The increase in online shopping has contributed to store closings. E-commerce sales grew 16 percent in 2017, accounting for 8.9 percent of total retail sales compared to 8 percent in 2016, according to the U.S. Department of Commerce. In the Digiday survey from February, 47 percent of retailers did most of their sales through online channels, a slight increase from 44 percent the year prior.
Amazon rightly receives much of the attention when it comes to the growth in online shopping. Amazon alone accounts for 43.5 percent of e-commerce sales in the U.S. But brands are also turning to other third-party e-commerce platforms. Influencers are helping promote American brands on Alibaba’s Taobao platform. Instagram has emerged as an important product discovery platform for brands as it looks to promote online shopping and drive users back to retailers’ owned e-commerce sites.
Digiday’s February survey highlighted the growing importance of owned brick-and-mortar stores, with the percentage of retailers that sold the majority of their products there jumping 8 percent since 2017. Brands like Kering-owned Gucci have reinvested in their stores, creating modern and digital experiences. Remodeling stores increased Gucci store sales by 51 percent, and 80 percent of Gucci’s profits came from its owned stores. Companies like Warby Parker, Casper and Harry’s that initially sold only online have also invested heavily in brick-and-mortar stores.
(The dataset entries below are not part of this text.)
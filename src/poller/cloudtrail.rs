//! An `AuditTrail` backed by CloudTrail `LookupEvents`.

use crate::core::{AuditRecord, AuditTrail, LookupQuery, TemporaryCredentials};
use anyhow::{anyhow, Context, Result};
use async_trait::async_trait;
use aws_config::{BehaviorVersion, Region, SdkConfig};
use aws_credential_types::{provider::SharedCredentialsProvider, Credentials};
use aws_sdk_cloudtrail::error::DisplayErrorContext;
use aws_sdk_cloudtrail::primitives::DateTime as SmithyDateTime;
use aws_sdk_cloudtrail::types::{Event, LookupAttribute, LookupAttributeKey};
use chrono::{DateTime, Utc};
use tracing::{debug, instrument};

/// Looks up events in the monitored account's trail using assumed credentials.
pub struct CloudTrailAudit {
    region: String,
}

impl CloudTrailAudit {
    pub fn new(region: impl Into<String>) -> Self {
        Self {
            region: region.into(),
        }
    }

    fn client(&self, credentials: &TemporaryCredentials) -> aws_sdk_cloudtrail::Client {
        let creds = Credentials::new(
            credentials.access_key_id.clone(),
            credentials.secret_access_key.clone(),
            Some(credentials.session_token.clone()),
            credentials.expiration.map(std::time::SystemTime::from),
            "AssumedRole",
        );
        let config = SdkConfig::builder()
            .credentials_provider(SharedCredentialsProvider::new(creds))
            .region(Region::new(self.region.clone()))
            .behavior_version(BehaviorVersion::latest())
            .build();
        aws_sdk_cloudtrail::Client::new(&config)
    }
}

#[async_trait]
impl AuditTrail for CloudTrailAudit {
    #[instrument(skip(self, credentials), fields(region = %self.region))]
    async fn lookup_events(
        &self,
        credentials: &TemporaryCredentials,
        query: &LookupQuery,
    ) -> Result<Vec<AuditRecord>> {
        let attribute = LookupAttribute::builder()
            .attribute_key(LookupAttributeKey::EventSource)
            .attribute_value(&query.event_source)
            .build()
            .context("invalid lookup attribute")?;

        let response = self
            .client(credentials)
            .lookup_events()
            .lookup_attributes(attribute)
            .start_time(to_smithy(query.start_time))
            .end_time(to_smithy(query.end_time))
            .max_results(query.max_results)
            .send()
            .await
            .map_err(|e| anyhow!("LookupEvents failed: {}", DisplayErrorContext(&e)))?;

        let records: Vec<AuditRecord> = response.events().iter().map(to_record).collect();
        debug!(count = records.len(), "CloudTrail lookup returned events.");
        Ok(records)
    }
}

fn to_smithy(time: DateTime<Utc>) -> SmithyDateTime {
    SmithyDateTime::from_secs_and_nanos(time.timestamp(), time.timestamp_subsec_nanos())
}

fn to_record(event: &Event) -> AuditRecord {
    let record = AuditRecord {
        event_name: event.event_name().map(str::to_string),
        event_time: event
            .event_time()
            .and_then(|t| DateTime::<Utc>::from_timestamp(t.secs(), t.subsec_nanos())),
        event_source: event.event_source().map(str::to_string),
        ..Default::default()
    }
    .with_serialized_event(event.cloud_trail_event());

    // CloudTrail only reports the caller address inside the serialized event.
    let source_ip_address = record
        .detail("sourceIPAddress")
        .and_then(|v| v.as_str())
        .map(str::to_string);
    AuditRecord {
        source_ip_address,
        ..record
    }
}
//! Relevance matching for raw events
//!
//! An event is a zone change iff its event source AND its event name are
//! both in the configured sets. Absent or non-string fields never match.

use crate::{config::MatchingConfig, core::RawEvent};
use std::collections::HashSet;

/// The event source of the Route 53 management API.
pub const ZONE_CHANGE_SOURCE: &str = "route53.amazonaws.com";

/// The API actions that change a hosted zone.
pub const ZONE_CHANGE_EVENTS: [&str; 4] = [
    "ChangeResourceRecordSets",
    "CreateHostedZone",
    "DeleteHostedZone",
    "UpdateHostedZoneComment",
];

/// An immutable set of accepted event sources and event names.
#[derive(Debug, Clone, PartialEq, Eq)]
pub struct MatchRule {
    sources: HashSet<String>,
    names: HashSet<String>,
}

impl MatchRule {
    pub fn new<S, N>(sources: S, names: N) -> Self
    where
        S: IntoIterator,
        S::Item: Into<String>,
        N: IntoIterator,
        N::Item: Into<String>,
    {
        Self {
            sources: sources.into_iter().map(Into::into).collect(),
            names: names.into_iter().map(Into::into).collect(),
        }
    }

    /// The fixed rule set for hosted zone changes.
    ///
    /// Only `route53.amazonaws.com` is accepted. Events from any other source
    /// name, such as `zone-change-service`, need `[matching] event_sources`.
    pub fn zone_changes() -> Self {
        Self::new([ZONE_CHANGE_SOURCE], ZONE_CHANGE_EVENTS)
    }

    pub fn from_config(config: &MatchingConfig) -> Self {
        Self::new(config.event_sources.clone(), config.event_names.clone())
    }

    /// Evaluates the rule against an event. Never fails.
    pub fn is_match(&self, event: &RawEvent) -> bool {
        match (event.event_source(), event.event_name()) {
            (Some(source), Some(name)) => {
                self.sources.contains(source) && self.names.contains(name)
            }
            _ => false,
        }
    }
}

impl Default for MatchRule {
    fn default() -> Self {
        Self::zone_changes()
    }
}

/// Returns whether `event` is relevant under `rule`.
pub fn matches(event: &RawEvent, rule: &MatchRule) -> bool {
    let _span = tracing::trace_span!("matches").entered();
    rule.is_match(event)
}
//! Log initialization.

use crate::config::LogFormat;
use tracing_subscriber::EnvFilter;

/// Installs the global `tracing` subscriber.
///
/// `RUST_LOG` takes precedence over `level`. Returns silently if a subscriber
/// is already installed (e.g. by a test harness).
pub fn init(level: &str, format: LogFormat) {
    let filter = EnvFilter::try_from_default_env().unwrap_or_else(|_| EnvFilter::new(level));
    let builder = tracing_subscriber::fmt().with_env_filter(filter);

    let _ = match format {
        LogFormat::Text => builder.try_init(),
        // One JSON object per line, as CloudWatch Logs expects.
        LogFormat::Json => builder.json().flatten_event(true).try_init(),
    };
}
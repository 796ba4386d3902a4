//! Configuration management for ZoneWatch
//!
//! This module defines the main `Config` struct and its sub-structs,
//! responsible for holding all application settings. It uses the `figment`
//! crate to load configuration from a `zonewatch.toml` file and merge it
//! with environment variables and command-line arguments.

use crate::cli::Cli;
use crate::matching::{ZONE_CHANGE_EVENTS, ZONE_CHANGE_SOURCE};
use crate::notification::{ChannelSet, NotificationChannel, Severity};
use crate::poller::MAX_LOOKBACK;
use anyhow::{bail, Result};
use clap::ValueEnum;
use figment::{
    providers::{Env, Format, Serialized, Toml},
    Figment,
};
use serde::{Deserialize, Serialize};
use std::time::Duration;
use tracing::warn;

/// The default configuration file, read from the working directory.
pub const DEFAULT_CONFIG_FILE: &str = "zonewatch.toml";

/// Environment variable names used by earlier deployments of the forwarder.
const LEGACY_ENV_KEYS: [&str; 3] = [
    "ENVIRONMENT_NAME",
    "GENERAL_NOTIFICATION_TOPIC",
    "CRITICAL_NOTIFICATION_TOPIC",
];

/// The invocation mode the process serves.
#[derive(Debug, Clone, Copy, PartialEq, Eq, Serialize, Deserialize, ValueEnum)]
#[serde(rename_all = "lowercase")]
pub enum Mode {
    /// Relay already-delivered change events.
    Push,
    /// Poll a monitored account's audit trail.
    Poll,
}

/// The format of log output.
#[derive(Debug, Clone, Copy, PartialEq, Eq, Serialize, Deserialize, Default)]
#[serde(rename_all = "lowercase")]
pub enum LogFormat {
    #[default]
    Text,
    Json,
}

/// The main configuration struct for the application.
#[derive(Debug, Deserialize, Serialize, Clone, PartialEq)]
pub struct Config {
    /// The logging level for the application.
    pub log_level: String,
    #[serde(default)]
    pub log_format: LogFormat,
    /// Human label of the monitored account, e.g. "MASTER Account".
    pub origin_label: String,
    /// Name used in self-monitoring notifications.
    pub function_label: String,
    /// Upper bound on a single push invocation or poll tick.
    pub invocation_timeout_seconds: u64,
    /// Which events count as zone changes.
    pub matching: MatchingConfig,
    /// Where alerts and self-monitoring notifications go.
    pub notification: NotificationConfig,
    /// Cross-account polling settings.
    pub poller: PollerConfig,
    #[serde(default)]
    pub metrics: MetricsConfig,
}

/// Configuration for the metrics system.
#[derive(Debug, Deserialize, Serialize, Clone, PartialEq, Default)]
pub struct MetricsConfig {
    /// Log a snapshot of all counters after each invocation.
    #[serde(default)]
    pub log_metrics: bool,
}

/// Configuration for event matching.
#[derive(Debug, Deserialize, Serialize, Clone, PartialEq)]
pub struct MatchingConfig {
    pub event_sources: Vec<String>,
    pub event_names: Vec<String>,
}

/// Configuration for notification channels.
#[derive(Debug, Deserialize, Serialize, Clone, PartialEq, Default)]
pub struct NotificationConfig {
    /// Topic ARN receiving change alerts and general notifications.
    pub general_topic: String,
    /// Optional explicit region; must agree with `general_topic`.
    #[serde(default, skip_serializing_if = "Option::is_none")]
    pub general_region: Option<String>,
    /// Topic ARN receiving critical notifications.
    #[serde(default, skip_serializing_if = "Option::is_none")]
    pub critical_topic: Option<String>,
    #[serde(default, skip_serializing_if = "Option::is_none")]
    pub critical_region: Option<String>,
}

impl NotificationConfig {
    pub fn channels(&self) -> ChannelSet {
        ChannelSet {
            general: NotificationChannel::new(self.general_topic.clone(), Severity::General)
                .with_region(self.general_region.clone()),
            critical: self
                .critical_topic
                .as_ref()
                .filter(|topic| !topic.is_empty())
                .map(|topic| {
                    NotificationChannel::new(topic.clone(), Severity::Critical)
                        .with_region(self.critical_region.clone())
                }),
        }
    }
}

/// Configuration for the cross-account poller.
#[derive(Debug, Deserialize, Serialize, Clone, PartialEq)]
pub struct PollerConfig {
    /// Role assumed in the monitored account.
    pub role_arn: String,
    /// External id required by the role's trust policy.
    pub external_id: String,
    pub session_name: String,
    /// Region of the monitored account's audit trail.
    pub region: String,
    /// Span of each lookup window, measured back from the tick.
    pub lookback_seconds: u64,
    /// Interval between ticks when the process runs its own schedule.
    pub interval_seconds: u64,
    /// Maximum records fetched per tick.
    pub max_results: i32,
    /// Event source the lookup is filtered by.
    pub event_source_filter: String,
    /// Refuse to start when the lookback does not cover the interval.
    #[serde(default)]
    pub enforce_window_coverage: bool,
}

impl PollerConfig {
    pub fn lookback(&self) -> Duration {
        Duration::from_secs(self.lookback_seconds)
    }

    pub fn interval(&self) -> Duration {
        Duration::from_secs(self.interval_seconds)
    }
}

impl Config {
    /// Loads the application configuration.
    ///
    /// Layers, lowest precedence first: built-in defaults, the TOML file
    /// (`--config` or `zonewatch.toml`), legacy environment variables,
    /// `ZONEWATCH_` environment variables, then command-line arguments.
    pub fn load(cli: &Cli) -> Result<Self> {
        let toml = match &cli.config {
            Some(path) if !path.exists() => {
                bail!("configuration file not found: {}", path.display())
            }
            Some(path) => Toml::file(path),
            None => Toml::file(DEFAULT_CONFIG_FILE),
        };

        let config: Config = Figment::new()
            .merge(Serialized::defaults(Config::default()))
            .merge(toml)
            .merge(legacy_env())
            // e.g. ZONEWATCH_POLLER__ROLE_ARN=arn:aws:iam::...
            .merge(Env::prefixed("ZONEWATCH_").split("__"))
            .merge(cli.clone())
            .extract()?;
        Ok(config)
    }

    pub fn invocation_timeout(&self) -> Duration {
        Duration::from_secs(self.invocation_timeout_seconds)
    }

    /// Checks the settings `mode` depends on.
    pub fn validate(&self, mode: Mode) -> Result<()> {
        if self.notification.general_topic.trim().is_empty() {
            bail!("notification.general_topic must be set");
        }
        if self.invocation_timeout_seconds == 0 {
            bail!("invocation_timeout_seconds must be greater than zero");
        }
        if mode == Mode::Poll {
            let poller = &self.poller;
            if poller.role_arn.trim().is_empty() {
                bail!("poller.role_arn must be set in poll mode");
            }
            if poller.external_id.trim().is_empty() {
                bail!("poller.external_id must be set in poll mode");
            }
            if poller.lookback_seconds == 0 {
                bail!("poller.lookback_seconds must be greater than zero");
            }
            if poller.lookback_seconds > MAX_LOOKBACK.as_secs() {
                bail!(
                    "poller.lookback_seconds must be at most {} (the audit trail's retention), got {}",
                    MAX_LOOKBACK.as_secs(),
                    poller.lookback_seconds
                );
            }
            if poller.interval_seconds == 0 {
                bail!("poller.interval_seconds must be greater than zero");
            }
            if !(1..=50).contains(&poller.max_results) {
                bail!(
                    "poller.max_results must be between 1 and 50, got {}",
                    poller.max_results
                );
            }
            if poller.lookback_seconds < poller.interval_seconds {
                if poller.enforce_window_coverage {
                    bail!(
                        "poller.lookback_seconds ({}) is shorter than poller.interval_seconds ({}); changes between windows would be missed",
                        poller.lookback_seconds,
                        poller.interval_seconds
                    );
                }
                warn!(
                    lookback = poller.lookback_seconds,
                    interval = poller.interval_seconds,
                    "Lookback window is shorter than the poll interval; changes between windows will be missed."
                );
            }
        }
        Ok(())
    }
}

/// Maps the variable names of earlier deployments onto config keys.
fn legacy_env() -> Env {
    Env::raw().only(&LEGACY_ENV_KEYS).map(|key| {
        match key.as_str().to_ascii_uppercase().as_str() {
            "ENVIRONMENT_NAME" => "origin_label".into(),
            "GENERAL_NOTIFICATION_TOPIC" => "notification.general_topic".into(),
            _ => "notification.critical_topic".into(),
        }
    })
}

// Provide a default implementation for tests and easy setup.
impl Default for Config {
    fn default() -> Self {
        Self {
            log_level: "info".to_string(),
            log_format: LogFormat::Text,
            origin_label: "Unknown".to_string(),
            function_label: "zonewatch".to_string(),
            invocation_timeout_seconds: 60,
            matching: MatchingConfig {
                event_sources: vec![ZONE_CHANGE_SOURCE.to_string()],
                event_names: ZONE_CHANGE_EVENTS.iter().map(|s| s.to_string()).collect(),
            },
            notification: NotificationConfig::default(),
            poller: PollerConfig {
                role_arn: String::new(),
                external_id: String::new(),
                session_name: "zonewatch-poller".to_string(),
                region: "us-east-1".to_string(),
                lookback_seconds: 300,
                interval_seconds: 300,
                max_results: 10,
                event_source_filter: ZONE_CHANGE_SOURCE.to_string(),
                enforce_window_coverage: false,
            },
            metrics: MetricsConfig::default(),
        }
    }
}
The decline of major department stores has forced some retailers to pursue multiple revenue sources. Milly invested in both e-commerce and brick-and-mortar stores as it shifted to a direct-to-consumer model. Other designer brands are also moving to a DTC approach as they look to become independent from retail.
Amazon is eating everyone
Companies can’t stop talking about Amazon, worrying about which industry the e-commerce giant will venture into next. Regardless of the industry, respondents to the survey from Digiday’s February summit believe Amazon poses an equal threat to wholesale retailers and vertical retailers.
Brands feel forced to sell in Amazon’s wholesale program or general marketplace. Amazon has also changed pricing models and customer expectations for shipping. Nike, one of the first major retailers to join Amazon as a first-party seller, found that joining Amazon doesn’t guarantee success.
Other vertical retailers need to be wary as well. Amazon might soon no longer need them to sell goods on its platform. The rapid development of Amazon’s private-label business — it now owns trademarks for 41 brands — could be the foundation of an insurmountable wall for retailers if consumers start favoring cheap prices and convenience over brand names.
Wholesalers in particular aren’t thrilled about Amazon. A study of wholesalers by Exact found that 92 percent view Amazon as a competitor. No industry is safe from Amazon, either. Beyond traditional retail, pharmaceutical wholesalers could soon see themselves at risk, as Amazon has received wholesale pharmacy licenses in 12 states. Investors also believe Amazon’s purchase of Whole Foods has made factory-direct wholesaler Costco vulnerable.